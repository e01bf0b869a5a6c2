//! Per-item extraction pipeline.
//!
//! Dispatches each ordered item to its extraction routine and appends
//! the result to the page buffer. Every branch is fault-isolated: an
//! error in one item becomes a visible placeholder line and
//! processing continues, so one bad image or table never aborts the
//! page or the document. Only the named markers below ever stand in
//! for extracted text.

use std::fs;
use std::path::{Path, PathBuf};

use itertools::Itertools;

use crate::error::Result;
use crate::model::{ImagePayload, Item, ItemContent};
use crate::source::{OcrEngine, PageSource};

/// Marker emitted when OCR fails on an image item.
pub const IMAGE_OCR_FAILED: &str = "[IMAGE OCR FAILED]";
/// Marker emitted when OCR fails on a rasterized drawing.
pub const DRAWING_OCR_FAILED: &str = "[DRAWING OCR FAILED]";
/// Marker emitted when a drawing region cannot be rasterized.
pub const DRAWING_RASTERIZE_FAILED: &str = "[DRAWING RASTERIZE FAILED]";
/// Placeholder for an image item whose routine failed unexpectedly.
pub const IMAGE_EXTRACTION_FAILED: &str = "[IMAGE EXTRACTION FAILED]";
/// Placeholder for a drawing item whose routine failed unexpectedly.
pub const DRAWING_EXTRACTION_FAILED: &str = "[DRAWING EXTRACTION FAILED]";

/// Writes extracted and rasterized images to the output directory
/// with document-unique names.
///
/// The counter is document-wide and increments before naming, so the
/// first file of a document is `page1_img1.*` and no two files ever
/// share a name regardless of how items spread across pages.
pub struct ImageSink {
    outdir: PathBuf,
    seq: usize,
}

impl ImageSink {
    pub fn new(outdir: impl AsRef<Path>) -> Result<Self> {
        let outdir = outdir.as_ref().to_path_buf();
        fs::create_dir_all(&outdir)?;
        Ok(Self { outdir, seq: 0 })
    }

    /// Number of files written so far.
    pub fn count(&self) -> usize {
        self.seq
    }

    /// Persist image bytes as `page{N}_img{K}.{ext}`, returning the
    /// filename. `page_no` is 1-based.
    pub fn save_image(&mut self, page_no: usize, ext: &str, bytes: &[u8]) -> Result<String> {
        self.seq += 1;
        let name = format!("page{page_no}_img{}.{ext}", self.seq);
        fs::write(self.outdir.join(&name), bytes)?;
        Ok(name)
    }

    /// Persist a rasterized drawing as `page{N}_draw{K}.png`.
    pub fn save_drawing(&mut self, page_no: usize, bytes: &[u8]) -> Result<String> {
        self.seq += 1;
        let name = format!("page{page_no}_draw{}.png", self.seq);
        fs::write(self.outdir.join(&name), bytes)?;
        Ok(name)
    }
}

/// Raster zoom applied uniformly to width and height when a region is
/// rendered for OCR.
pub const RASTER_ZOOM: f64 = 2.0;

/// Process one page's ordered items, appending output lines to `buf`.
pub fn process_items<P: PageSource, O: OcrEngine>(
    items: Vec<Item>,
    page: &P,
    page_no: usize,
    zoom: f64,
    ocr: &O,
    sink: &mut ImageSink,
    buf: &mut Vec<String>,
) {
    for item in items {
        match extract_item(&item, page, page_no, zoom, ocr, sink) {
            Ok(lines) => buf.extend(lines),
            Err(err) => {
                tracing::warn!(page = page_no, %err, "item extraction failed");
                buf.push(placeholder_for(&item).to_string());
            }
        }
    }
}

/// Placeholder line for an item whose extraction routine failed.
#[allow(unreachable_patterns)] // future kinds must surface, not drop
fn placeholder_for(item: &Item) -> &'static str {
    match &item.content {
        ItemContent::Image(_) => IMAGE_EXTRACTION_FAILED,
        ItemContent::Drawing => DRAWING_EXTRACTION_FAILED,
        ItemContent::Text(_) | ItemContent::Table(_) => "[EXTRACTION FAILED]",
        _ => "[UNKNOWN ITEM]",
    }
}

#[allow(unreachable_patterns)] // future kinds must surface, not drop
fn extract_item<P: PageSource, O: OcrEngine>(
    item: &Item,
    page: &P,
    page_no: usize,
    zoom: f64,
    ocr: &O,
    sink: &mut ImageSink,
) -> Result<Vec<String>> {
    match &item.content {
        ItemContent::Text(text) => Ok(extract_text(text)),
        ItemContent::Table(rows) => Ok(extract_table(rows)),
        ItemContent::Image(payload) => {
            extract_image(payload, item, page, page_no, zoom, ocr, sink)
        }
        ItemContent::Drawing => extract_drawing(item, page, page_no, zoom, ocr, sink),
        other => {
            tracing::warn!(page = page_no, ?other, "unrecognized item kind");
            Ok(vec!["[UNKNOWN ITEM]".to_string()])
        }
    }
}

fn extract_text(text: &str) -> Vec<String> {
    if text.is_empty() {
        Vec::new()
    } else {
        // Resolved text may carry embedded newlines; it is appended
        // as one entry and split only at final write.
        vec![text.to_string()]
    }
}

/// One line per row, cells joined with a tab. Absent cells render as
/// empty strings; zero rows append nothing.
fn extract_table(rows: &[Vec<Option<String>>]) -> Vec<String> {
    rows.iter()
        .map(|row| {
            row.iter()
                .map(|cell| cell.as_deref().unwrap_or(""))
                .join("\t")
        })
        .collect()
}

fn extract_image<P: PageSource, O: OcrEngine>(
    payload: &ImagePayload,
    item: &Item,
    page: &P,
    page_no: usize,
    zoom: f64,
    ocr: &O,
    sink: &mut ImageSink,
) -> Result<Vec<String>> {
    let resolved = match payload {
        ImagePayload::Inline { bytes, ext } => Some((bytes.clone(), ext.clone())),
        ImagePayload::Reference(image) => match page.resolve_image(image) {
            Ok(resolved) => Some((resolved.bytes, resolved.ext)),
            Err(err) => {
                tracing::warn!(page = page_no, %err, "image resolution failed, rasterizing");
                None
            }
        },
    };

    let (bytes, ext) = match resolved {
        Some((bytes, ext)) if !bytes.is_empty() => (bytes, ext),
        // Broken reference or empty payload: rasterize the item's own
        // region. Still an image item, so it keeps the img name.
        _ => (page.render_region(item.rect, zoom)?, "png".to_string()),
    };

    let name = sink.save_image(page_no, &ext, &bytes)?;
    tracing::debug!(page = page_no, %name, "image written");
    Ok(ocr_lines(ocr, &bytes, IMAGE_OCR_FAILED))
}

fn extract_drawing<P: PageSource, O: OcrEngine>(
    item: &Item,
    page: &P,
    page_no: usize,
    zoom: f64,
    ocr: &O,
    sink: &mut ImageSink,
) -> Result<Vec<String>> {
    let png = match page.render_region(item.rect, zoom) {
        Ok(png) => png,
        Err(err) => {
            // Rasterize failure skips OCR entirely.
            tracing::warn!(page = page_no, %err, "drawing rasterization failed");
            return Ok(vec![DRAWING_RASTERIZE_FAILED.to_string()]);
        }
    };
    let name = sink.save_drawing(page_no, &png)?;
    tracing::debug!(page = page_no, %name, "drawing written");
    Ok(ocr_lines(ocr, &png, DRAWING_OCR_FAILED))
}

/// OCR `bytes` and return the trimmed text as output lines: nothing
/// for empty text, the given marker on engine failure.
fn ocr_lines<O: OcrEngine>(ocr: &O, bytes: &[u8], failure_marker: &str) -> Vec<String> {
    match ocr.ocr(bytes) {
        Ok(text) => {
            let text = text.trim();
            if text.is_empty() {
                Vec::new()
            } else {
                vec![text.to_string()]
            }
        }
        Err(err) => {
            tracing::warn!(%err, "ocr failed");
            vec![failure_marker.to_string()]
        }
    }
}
= = = = = = =
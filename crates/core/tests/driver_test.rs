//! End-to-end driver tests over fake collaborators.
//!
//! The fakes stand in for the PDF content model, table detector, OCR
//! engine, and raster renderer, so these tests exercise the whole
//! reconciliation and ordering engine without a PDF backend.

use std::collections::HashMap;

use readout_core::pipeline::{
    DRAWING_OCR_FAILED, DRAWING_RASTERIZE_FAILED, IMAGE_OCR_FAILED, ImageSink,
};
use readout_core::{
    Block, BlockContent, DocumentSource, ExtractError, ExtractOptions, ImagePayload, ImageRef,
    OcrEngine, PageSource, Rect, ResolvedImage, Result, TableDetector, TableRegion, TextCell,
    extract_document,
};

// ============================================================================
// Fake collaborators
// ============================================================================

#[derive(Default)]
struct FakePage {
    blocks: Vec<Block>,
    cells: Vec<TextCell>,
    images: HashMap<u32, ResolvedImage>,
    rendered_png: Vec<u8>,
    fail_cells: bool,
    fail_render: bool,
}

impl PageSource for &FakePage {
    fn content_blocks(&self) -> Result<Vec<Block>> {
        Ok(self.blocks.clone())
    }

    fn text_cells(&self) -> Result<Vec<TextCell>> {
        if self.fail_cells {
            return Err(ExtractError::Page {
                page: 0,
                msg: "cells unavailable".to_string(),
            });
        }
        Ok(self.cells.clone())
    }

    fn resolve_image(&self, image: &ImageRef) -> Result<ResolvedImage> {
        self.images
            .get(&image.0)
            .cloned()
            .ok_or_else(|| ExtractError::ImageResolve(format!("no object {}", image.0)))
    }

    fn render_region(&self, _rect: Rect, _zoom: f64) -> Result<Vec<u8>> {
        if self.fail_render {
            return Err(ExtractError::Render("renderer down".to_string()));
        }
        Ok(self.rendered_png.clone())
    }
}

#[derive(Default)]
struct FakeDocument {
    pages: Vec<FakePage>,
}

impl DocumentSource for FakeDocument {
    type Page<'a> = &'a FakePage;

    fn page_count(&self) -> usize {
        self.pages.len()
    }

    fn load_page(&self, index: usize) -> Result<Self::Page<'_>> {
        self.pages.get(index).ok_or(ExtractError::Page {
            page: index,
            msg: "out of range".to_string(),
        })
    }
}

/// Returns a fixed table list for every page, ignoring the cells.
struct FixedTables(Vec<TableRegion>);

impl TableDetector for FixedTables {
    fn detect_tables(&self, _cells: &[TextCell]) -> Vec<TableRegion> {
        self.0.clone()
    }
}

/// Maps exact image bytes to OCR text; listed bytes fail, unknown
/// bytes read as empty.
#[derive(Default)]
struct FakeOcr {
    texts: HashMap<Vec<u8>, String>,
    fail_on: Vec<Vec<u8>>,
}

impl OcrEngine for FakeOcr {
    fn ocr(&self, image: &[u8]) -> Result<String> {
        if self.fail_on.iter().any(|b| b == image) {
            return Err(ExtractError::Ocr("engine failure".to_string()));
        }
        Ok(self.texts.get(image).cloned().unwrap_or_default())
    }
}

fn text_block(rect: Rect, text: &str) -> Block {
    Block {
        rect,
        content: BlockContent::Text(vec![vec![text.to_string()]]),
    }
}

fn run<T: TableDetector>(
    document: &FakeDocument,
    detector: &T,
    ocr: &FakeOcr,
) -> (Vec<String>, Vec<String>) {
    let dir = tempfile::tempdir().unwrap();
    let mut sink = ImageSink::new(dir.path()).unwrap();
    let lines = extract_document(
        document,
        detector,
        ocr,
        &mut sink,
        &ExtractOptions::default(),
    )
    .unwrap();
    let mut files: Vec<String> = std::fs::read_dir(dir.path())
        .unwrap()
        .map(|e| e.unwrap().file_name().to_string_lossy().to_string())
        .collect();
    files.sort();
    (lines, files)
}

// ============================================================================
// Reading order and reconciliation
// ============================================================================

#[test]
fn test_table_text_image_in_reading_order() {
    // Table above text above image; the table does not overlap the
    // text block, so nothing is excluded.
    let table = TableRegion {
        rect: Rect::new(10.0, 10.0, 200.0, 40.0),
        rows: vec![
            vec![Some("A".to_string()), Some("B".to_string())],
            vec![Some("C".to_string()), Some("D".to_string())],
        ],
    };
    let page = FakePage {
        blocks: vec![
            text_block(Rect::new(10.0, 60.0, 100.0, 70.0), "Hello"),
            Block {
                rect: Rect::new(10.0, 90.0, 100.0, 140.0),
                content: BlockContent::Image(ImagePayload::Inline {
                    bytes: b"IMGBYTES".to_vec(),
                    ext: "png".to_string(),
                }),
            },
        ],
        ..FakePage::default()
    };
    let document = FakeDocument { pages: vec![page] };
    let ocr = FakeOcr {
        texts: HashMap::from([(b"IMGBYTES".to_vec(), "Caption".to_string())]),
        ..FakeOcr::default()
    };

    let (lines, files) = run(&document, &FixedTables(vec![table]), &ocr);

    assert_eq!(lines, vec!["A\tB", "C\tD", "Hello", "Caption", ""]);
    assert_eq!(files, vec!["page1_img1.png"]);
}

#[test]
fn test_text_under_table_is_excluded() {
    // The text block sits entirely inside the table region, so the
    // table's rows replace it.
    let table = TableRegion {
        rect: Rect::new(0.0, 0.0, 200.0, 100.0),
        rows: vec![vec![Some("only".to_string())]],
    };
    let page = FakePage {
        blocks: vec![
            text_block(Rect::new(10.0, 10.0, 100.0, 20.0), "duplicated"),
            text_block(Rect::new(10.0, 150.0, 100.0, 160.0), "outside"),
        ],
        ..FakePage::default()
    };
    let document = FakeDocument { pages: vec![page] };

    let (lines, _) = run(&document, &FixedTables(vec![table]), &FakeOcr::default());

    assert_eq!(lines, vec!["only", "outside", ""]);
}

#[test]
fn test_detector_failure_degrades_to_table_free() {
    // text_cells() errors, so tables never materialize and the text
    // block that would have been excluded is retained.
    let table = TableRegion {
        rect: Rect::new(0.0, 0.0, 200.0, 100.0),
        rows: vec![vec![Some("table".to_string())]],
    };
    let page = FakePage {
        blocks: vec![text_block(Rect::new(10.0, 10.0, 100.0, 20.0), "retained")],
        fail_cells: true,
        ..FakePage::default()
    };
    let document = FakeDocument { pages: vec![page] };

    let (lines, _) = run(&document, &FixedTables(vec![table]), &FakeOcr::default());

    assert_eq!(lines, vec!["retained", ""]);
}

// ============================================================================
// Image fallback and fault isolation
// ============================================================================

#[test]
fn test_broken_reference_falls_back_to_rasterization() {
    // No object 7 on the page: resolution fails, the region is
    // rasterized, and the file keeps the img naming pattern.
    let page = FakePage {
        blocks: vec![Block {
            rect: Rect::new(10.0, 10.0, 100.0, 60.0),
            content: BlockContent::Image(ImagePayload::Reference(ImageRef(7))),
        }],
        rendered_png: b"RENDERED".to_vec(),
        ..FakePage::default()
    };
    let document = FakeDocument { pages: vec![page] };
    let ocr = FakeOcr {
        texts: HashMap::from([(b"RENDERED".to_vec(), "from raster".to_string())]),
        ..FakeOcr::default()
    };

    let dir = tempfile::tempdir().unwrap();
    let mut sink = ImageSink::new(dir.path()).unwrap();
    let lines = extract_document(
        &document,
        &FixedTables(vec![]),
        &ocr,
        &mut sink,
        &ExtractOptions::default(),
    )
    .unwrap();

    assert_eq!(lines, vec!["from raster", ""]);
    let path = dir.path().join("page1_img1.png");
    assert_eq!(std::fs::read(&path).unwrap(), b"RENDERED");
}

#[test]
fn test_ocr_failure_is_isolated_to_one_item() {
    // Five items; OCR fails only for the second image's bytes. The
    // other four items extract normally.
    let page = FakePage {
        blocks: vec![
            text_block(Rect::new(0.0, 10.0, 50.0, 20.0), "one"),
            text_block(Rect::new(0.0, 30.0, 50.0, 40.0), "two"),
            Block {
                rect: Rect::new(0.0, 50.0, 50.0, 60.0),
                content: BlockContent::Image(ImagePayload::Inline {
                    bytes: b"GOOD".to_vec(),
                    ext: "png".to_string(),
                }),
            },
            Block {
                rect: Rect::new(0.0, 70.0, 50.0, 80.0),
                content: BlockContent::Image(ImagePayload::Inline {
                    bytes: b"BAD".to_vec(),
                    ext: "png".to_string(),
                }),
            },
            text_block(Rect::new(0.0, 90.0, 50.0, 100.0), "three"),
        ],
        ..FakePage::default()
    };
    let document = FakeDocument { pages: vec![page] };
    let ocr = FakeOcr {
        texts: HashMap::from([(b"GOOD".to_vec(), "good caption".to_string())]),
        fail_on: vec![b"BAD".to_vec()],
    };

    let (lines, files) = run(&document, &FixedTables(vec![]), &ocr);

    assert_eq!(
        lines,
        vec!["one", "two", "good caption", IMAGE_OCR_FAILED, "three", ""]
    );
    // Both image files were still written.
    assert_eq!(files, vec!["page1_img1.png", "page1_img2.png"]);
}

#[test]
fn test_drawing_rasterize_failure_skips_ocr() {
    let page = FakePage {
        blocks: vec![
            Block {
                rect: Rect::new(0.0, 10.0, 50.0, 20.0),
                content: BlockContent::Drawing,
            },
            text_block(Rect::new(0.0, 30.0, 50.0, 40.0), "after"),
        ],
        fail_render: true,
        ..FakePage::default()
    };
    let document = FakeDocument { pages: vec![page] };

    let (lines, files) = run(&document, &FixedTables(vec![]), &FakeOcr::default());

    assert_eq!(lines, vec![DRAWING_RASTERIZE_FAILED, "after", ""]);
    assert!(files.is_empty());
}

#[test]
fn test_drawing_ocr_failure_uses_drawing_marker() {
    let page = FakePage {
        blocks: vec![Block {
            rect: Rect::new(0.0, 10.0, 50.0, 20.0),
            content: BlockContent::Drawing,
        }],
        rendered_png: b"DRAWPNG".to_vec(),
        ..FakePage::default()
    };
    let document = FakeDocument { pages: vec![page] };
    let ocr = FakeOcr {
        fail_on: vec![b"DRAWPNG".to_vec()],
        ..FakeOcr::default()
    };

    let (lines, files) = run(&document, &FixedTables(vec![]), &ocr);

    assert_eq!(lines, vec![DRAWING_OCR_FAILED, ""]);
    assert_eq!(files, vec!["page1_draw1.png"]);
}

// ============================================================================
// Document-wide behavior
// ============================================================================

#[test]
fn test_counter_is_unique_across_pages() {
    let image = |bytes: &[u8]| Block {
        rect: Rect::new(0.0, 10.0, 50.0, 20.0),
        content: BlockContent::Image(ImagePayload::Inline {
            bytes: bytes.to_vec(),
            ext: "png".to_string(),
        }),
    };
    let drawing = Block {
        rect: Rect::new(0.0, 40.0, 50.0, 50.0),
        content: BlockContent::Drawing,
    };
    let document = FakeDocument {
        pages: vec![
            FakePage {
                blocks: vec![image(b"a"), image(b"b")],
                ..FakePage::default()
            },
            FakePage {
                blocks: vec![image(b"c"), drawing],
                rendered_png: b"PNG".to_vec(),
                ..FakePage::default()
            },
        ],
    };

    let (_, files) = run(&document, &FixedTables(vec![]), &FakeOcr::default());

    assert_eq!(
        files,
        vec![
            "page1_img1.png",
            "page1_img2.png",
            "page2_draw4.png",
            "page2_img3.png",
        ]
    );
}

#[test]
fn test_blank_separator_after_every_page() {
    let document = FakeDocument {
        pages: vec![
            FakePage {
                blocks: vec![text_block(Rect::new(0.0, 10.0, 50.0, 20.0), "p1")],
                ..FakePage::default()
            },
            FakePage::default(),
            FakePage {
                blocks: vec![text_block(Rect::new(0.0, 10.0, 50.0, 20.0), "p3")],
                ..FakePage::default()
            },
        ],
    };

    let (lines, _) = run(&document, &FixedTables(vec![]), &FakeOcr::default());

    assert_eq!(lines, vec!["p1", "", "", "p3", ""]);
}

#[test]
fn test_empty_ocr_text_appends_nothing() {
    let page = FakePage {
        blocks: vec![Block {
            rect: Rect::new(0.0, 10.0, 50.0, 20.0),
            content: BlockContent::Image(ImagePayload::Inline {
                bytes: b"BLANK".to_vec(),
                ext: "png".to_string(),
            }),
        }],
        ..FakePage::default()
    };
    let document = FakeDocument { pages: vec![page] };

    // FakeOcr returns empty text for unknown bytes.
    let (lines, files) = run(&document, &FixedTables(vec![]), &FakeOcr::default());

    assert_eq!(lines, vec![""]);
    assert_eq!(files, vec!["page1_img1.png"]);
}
= = = = = = =
• _Exercise brief_: How many lines of the records contain "impl"? Answer with the number only.

• _Task output_: 6